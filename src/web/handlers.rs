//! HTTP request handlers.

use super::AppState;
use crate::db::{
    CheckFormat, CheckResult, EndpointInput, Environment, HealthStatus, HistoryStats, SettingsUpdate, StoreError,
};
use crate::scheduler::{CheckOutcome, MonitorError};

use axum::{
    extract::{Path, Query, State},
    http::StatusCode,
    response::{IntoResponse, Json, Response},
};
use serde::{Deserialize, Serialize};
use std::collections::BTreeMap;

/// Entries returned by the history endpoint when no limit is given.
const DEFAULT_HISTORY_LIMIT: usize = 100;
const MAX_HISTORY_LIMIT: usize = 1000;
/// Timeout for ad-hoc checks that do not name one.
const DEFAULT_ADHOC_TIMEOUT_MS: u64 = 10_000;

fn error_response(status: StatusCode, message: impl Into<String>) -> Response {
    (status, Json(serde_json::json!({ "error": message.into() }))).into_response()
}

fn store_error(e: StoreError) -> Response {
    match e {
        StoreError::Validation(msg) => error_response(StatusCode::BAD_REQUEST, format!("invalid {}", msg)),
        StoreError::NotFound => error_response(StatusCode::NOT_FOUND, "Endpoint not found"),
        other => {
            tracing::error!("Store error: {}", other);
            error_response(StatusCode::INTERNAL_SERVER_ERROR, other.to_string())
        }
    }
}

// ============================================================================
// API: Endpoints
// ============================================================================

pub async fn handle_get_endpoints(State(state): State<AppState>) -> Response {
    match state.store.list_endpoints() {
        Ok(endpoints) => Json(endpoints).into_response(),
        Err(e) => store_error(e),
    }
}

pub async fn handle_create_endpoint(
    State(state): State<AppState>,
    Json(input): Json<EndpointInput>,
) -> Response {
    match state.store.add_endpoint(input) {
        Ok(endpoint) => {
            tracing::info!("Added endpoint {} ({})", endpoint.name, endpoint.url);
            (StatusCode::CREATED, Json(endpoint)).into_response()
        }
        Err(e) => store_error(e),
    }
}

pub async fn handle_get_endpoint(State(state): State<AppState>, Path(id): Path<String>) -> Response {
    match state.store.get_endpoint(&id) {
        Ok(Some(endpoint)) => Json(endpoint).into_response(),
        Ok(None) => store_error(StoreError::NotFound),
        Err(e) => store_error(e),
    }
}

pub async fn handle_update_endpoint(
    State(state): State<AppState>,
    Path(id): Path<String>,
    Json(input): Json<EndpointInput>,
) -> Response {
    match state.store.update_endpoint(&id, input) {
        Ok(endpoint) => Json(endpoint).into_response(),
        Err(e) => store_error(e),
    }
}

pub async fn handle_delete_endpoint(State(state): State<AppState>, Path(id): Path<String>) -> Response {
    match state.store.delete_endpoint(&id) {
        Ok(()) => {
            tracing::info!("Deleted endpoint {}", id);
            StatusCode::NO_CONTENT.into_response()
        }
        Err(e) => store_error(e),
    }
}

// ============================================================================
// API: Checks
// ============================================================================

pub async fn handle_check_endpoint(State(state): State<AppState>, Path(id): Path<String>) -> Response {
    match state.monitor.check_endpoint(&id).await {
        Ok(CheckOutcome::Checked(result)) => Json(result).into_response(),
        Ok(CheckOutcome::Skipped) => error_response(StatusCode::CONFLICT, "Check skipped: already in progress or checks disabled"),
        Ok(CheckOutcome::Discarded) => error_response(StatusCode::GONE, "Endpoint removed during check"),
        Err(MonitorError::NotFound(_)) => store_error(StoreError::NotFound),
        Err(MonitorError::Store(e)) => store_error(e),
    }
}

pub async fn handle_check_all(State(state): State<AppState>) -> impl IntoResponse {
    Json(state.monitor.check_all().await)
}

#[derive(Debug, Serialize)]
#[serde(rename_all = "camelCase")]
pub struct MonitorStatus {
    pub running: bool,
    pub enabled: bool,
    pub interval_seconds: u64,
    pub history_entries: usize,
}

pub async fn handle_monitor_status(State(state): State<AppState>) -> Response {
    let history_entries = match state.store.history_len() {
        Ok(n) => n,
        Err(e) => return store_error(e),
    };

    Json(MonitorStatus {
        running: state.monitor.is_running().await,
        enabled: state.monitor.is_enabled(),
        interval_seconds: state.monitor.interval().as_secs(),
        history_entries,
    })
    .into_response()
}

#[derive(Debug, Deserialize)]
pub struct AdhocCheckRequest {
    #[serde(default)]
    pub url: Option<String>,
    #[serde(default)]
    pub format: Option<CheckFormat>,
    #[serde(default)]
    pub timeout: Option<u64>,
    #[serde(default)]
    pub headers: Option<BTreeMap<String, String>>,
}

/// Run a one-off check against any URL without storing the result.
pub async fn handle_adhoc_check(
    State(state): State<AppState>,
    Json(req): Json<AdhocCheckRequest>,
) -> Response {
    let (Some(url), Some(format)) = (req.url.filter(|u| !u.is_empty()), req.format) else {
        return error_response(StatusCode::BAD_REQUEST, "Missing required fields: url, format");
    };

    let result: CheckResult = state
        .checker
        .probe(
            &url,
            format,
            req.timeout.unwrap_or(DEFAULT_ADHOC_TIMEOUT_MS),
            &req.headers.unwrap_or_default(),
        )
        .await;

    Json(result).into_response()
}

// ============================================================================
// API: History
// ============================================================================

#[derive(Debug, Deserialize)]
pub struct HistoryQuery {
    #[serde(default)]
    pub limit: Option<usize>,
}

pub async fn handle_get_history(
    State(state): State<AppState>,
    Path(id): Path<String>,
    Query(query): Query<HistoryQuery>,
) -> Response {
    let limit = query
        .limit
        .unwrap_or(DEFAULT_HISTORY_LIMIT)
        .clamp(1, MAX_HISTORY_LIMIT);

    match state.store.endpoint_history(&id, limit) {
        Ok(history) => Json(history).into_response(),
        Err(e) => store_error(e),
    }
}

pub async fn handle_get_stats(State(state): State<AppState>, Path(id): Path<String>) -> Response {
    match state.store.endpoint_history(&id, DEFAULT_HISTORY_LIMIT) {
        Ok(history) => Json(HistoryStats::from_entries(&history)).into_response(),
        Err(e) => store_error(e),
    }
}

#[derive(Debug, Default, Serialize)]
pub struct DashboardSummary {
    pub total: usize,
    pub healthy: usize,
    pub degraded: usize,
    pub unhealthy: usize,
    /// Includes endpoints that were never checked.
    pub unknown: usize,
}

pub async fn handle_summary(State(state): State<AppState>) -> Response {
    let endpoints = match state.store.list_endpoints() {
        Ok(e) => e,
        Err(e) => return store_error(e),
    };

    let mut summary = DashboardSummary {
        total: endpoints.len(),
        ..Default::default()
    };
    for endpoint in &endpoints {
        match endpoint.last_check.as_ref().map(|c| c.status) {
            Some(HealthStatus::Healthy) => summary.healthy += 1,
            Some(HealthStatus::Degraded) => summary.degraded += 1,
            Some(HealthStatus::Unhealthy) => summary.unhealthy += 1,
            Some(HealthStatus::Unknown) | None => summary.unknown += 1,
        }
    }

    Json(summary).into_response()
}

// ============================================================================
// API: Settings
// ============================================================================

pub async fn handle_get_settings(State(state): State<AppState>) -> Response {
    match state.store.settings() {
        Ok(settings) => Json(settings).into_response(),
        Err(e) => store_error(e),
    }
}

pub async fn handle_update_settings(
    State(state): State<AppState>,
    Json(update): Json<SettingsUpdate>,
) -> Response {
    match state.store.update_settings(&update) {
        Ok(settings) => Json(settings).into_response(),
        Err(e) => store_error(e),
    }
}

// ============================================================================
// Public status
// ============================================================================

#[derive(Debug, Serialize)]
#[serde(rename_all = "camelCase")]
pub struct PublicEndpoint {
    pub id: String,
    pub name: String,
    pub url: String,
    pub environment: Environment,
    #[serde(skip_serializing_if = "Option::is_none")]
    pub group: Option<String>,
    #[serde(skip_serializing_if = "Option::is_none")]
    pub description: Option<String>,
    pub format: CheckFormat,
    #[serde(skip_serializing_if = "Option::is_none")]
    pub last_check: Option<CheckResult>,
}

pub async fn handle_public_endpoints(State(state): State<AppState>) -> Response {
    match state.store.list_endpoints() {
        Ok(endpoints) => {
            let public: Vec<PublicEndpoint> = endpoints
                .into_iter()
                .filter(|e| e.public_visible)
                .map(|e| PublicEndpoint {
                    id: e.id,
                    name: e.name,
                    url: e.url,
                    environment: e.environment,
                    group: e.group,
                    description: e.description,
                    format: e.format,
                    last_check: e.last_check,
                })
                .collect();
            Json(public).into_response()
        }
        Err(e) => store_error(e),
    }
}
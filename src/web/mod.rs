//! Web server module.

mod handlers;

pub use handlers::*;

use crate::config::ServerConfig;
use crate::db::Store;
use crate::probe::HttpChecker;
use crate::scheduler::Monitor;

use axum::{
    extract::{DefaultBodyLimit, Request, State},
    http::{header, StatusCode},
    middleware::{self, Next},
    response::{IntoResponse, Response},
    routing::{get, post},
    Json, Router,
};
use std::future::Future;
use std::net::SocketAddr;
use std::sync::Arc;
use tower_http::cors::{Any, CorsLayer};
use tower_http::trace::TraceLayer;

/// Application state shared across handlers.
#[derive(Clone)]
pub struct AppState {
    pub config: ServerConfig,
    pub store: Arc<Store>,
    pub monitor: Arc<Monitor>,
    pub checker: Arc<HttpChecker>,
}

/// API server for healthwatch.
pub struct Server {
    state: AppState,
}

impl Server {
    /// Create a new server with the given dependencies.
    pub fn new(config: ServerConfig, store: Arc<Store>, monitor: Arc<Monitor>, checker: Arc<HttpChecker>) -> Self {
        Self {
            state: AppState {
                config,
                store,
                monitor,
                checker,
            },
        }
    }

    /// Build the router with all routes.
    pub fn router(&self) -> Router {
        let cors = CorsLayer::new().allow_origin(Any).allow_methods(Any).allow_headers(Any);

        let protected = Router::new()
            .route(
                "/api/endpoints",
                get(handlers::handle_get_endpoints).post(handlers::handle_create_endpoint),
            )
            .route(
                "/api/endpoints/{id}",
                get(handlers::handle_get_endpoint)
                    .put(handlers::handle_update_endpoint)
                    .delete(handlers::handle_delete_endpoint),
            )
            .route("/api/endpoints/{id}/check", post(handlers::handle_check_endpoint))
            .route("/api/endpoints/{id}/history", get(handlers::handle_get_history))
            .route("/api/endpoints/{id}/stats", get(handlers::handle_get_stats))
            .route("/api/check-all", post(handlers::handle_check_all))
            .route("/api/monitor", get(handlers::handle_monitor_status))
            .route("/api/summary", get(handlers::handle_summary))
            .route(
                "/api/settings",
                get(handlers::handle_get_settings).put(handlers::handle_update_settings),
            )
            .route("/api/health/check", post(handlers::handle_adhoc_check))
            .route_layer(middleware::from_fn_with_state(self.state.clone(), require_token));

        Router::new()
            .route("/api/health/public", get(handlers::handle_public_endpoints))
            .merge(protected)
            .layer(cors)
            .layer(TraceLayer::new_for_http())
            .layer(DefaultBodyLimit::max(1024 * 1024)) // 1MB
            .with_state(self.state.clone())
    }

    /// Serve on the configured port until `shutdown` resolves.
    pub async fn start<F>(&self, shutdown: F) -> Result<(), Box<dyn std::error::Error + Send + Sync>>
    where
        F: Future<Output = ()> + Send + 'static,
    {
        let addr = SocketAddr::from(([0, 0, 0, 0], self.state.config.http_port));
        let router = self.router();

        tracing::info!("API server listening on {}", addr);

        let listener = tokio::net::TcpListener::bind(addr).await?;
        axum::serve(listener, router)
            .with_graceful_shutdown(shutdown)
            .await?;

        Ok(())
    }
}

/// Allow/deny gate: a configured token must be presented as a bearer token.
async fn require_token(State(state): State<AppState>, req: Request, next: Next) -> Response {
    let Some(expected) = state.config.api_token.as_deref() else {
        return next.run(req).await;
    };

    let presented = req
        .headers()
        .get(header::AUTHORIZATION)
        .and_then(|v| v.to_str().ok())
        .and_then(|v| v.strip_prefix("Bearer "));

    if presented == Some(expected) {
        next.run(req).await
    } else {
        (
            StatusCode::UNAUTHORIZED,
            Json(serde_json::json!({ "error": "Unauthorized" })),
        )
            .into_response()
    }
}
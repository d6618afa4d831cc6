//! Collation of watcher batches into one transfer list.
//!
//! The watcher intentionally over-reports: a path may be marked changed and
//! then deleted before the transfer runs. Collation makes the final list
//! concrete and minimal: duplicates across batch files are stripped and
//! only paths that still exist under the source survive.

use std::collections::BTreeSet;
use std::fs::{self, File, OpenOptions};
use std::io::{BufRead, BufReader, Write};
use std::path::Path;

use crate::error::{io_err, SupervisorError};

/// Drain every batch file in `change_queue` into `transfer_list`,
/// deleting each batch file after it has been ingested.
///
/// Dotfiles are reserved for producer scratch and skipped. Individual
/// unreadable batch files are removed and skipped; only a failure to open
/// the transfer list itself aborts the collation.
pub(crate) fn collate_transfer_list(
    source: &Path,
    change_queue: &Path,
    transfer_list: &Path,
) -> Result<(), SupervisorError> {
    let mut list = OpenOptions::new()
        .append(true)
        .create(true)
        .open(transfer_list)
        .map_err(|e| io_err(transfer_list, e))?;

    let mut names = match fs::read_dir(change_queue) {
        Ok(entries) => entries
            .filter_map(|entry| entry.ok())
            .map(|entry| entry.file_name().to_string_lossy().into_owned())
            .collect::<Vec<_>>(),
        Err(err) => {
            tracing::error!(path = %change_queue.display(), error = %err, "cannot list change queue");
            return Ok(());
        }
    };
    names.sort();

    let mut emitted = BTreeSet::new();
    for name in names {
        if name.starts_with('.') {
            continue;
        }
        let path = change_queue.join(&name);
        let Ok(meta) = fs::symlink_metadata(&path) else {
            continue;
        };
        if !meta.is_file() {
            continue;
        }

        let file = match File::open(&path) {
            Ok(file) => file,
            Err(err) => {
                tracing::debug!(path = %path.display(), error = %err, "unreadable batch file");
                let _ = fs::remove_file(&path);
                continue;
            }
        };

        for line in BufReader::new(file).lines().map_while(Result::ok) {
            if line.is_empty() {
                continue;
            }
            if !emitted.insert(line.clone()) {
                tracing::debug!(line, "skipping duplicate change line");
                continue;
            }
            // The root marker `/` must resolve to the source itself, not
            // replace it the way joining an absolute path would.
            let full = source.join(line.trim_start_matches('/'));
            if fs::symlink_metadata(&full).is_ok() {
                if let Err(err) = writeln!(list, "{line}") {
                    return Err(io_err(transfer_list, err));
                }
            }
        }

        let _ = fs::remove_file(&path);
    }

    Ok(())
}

> _Instructions to follow_
Return the lines containing "AdhocCheckRequest", taking each one from the listing.

> _Response_
pub struct AdhocCheckRequest {
    Json(req): Json<AdhocCheckRequest>,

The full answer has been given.